> _WORK ORDER_: Read the data below line by line and copy each one with "when" in it.

> _AVAILABLE DATA_:
//! Graceful shutdown: stop accepting, tear down relay connections, wait.

use std::time::Duration;

use courier_relay::RelayHub;
use tokio::task::JoinHandle;
use tokio_util::sync::CancellationToken;
use tracing::{info, warn};

/// How long [`ShutdownCoordinator::graceful_shutdown`] waits by default.
const DEFAULT_DRAIN_TIMEOUT: Duration = Duration::from_secs(30);

/// What a graceful shutdown managed to finish.
#[derive(Clone, Copy, Debug, PartialEq, Eq)]
pub struct DrainReport {
    /// The HTTP listener task returned.
    pub listener_stopped: bool,
    /// Relay connections still open when the wait ended.
    pub connections_left: usize,
}

impl DrainReport {
    /// Everything finished within the timeout.
    pub fn is_clean(&self) -> bool {
        self.listener_stopped && self.connections_left == 0
    }
}

/// Owns the token that the listener and every relay connection hang off.
#[derive(Debug, Default)]
pub struct ShutdownCoordinator {
    token: CancellationToken,
}

impl ShutdownCoordinator {
    /// Create a coordinator with a fresh token.
    pub fn new() -> Self {
        Self::default()
    }

    /// A clone of the token. Hubs built with it close their connections
    /// when shutdown starts.
    pub fn token(&self) -> CancellationToken {
        self.token.clone()
    }

    /// Start shutdown without waiting.
    pub fn shutdown(&self) {
        self.token.cancel();
    }

    /// Whether shutdown has started.
    pub fn is_shutting_down(&self) -> bool {
        self.token.is_cancelled()
    }

    /// Cancel the token, then wait up to `timeout` for the listener task to
    /// return and for `hub` to have no open connections.
    pub async fn graceful_shutdown(
        &self,
        hub: &RelayHub,
        listener: JoinHandle<()>,
        timeout: Option<Duration>,
    ) -> DrainReport {
        let timeout = timeout.unwrap_or(DEFAULT_DRAIN_TIMEOUT);
        self.shutdown();
        info!(
            connections = hub.open_connections(),
            timeout_secs = timeout.as_secs(),
            "draining relay connections"
        );

        let listener_stopped = tokio::time::timeout(timeout, async {
            let _ = listener.await;
            hub.wait_idle().await;
        })
        .await
        .is_ok();

        let report = DrainReport {
            listener_stopped,
            connections_left: hub.open_connections(),
        };
        if report.is_clean() {
            info!("shutdown complete");
        } else {
            warn!(
                connections_left = report.connections_left,
                "shutdown timed out after {timeout:?}"
            );
        }
        report
    }
}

> _ANSWER TO THIS TASK_:
    /// Relay connections still open when the wait ended.
    /// when shutdown starts.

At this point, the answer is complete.